Université de Montpellier : le microsatellite a disparu dans l’espace

CAMPUS. Il y a eu un peu de Montpellier dans l’espace ce mardi. Peu avant 7 heures ce matin, un satellite franco-russe a décollé depuis la base de Cosmodrome Vostotchny, en Russie. Un projet entre l’université de Montpellier et de l’École technique d’Etat de Moscou. Les étudiants de l’UM ont mis au point l’expérience à l’intérieur de l’engin. Son nom : Baumanets-2.

Mais, on apprend à 17h que le nanosatellite s’est volatilisé quelque part dans l’espace, qui est très vaste et donc difficile à repérer. En effet, le module a disparu des radars et n’émet plus de signal depuis cet après-midi. Les Russes s’emploient à retrouver la trace de l’étage supérieur de cette fusée et le satellite.

50 étudiants de Montpellier sur le projet

La quinzaine d’étudiants montpelliétains inquiets par cet incident espèrent que tout va rentrer dans l’ordre rapidement. Ils suivent l’évolution de la situation minute par minute depuis le campus d’ici. Une erreur de parcours imprévue.

C’est le pari fou qu’ont relevé ces étudiants de l’Université de Montpellier et leurs encadrants (chercheurs, enseignants et enseignants-chercheurs) au 1er Centre Spatial Universitaire français, Ils ont développé et envoyé dans l’espace le 23 juin Robusta 1B, leur 2ème nanosatellite en orbite, avec un lanceur depuis l’Inde. Cette fois, le centre spatial universitaire de Montpellier a participé en réalisant l’expérience « friends », placée à l’intérieur de ce microsatellite.

Un projet franco-russe

Une cinquantaine d’étudiants de Montpellier ont travaillé sur le projet pour faire décoller ce microsatellite, un peu plus grand qu’un nanosatellite.
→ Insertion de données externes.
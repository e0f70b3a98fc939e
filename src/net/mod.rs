//! Network path discovery and interface-bound HTTP transports

pub mod selector;
pub mod transport;

pub use selector::{require, select};
pub use transport::{Transport, TransportFactory};
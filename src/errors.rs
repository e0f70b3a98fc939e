use std::time::Duration;

/// Outcome of a single failed control call.
///
/// Transport errors are folded into these variants at the control client
/// boundary; nothing above it ever sees a `reqwest::Error`.
#[derive(Debug, Clone, PartialEq, Eq, thiserror::Error)]
pub enum ControlFailure {
    #[error("Network error: {0}")]
    NetworkError(String),
    #[error("HTTP error: status {0}")]
    HttpError(u16),
    #[error("Empty response body")]
    EmptyBody,
    #[error("Call cancelled")]
    Cancelled,
}

#[derive(Debug, Clone, PartialEq, Eq, thiserror::Error)]
pub enum TetherError {
    #[error("No network interface reaches {0}")]
    InterfaceNotFound(String),
    #[error("Reconnect gave up after {attempts} attempts")]
    RetryExhausted { attempts: u32 },
    #[error("Deadline of {0:?} exceeded")]
    DeadlineExceeded(Duration),
    #[error("Camera control error: {0}")]
    Control(#[from] ControlFailure),
    #[error("Invalid serial number: {0}")]
    InvalidSerial(String),
    #[error("Transport error: {0}")]
    Transport(String),
    #[error("Configuration error: {0}")]
    Config(String),
    #[error("Superseded by a newer attach event")]
    Superseded,
    #[error("Platform error: {0}")]
    Platform(String),
}

pub type Result<T> = std::result::Result<T, TetherError>;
L’équipe française avait fourni l’expérience à l’équipe russe en 2015, et attendait depuis une date de lancement. L’objectif étant de permettre aux étudiants des deux pays d’apprendre à se connaitre et à travailler ensemble avant de se lancer dans l’aventure lunaire. Il a été décidé que les équipes se rencontreraient alternativement en France et en Russie.

Une première en Europe

Ce satellite, de petite taille, va mesurer avec précision la dégradation de composants électroniques soumis aux radiations extrêmement agressives de l’environnement spatial pour valider une méthode innovante de test aux radiations. La mission est de mesurer l’effet des radiations sur des composants constitués de transistors bipolaires en orbite. Des informations jusqu’alors jamais collectées en Europe grâce aux nanosatellites et qui pourraient bien être utilisées par les agences spatiales et l’industrie pour définir une future norme de test aux radiations de composants bipolaires destinés au spatial.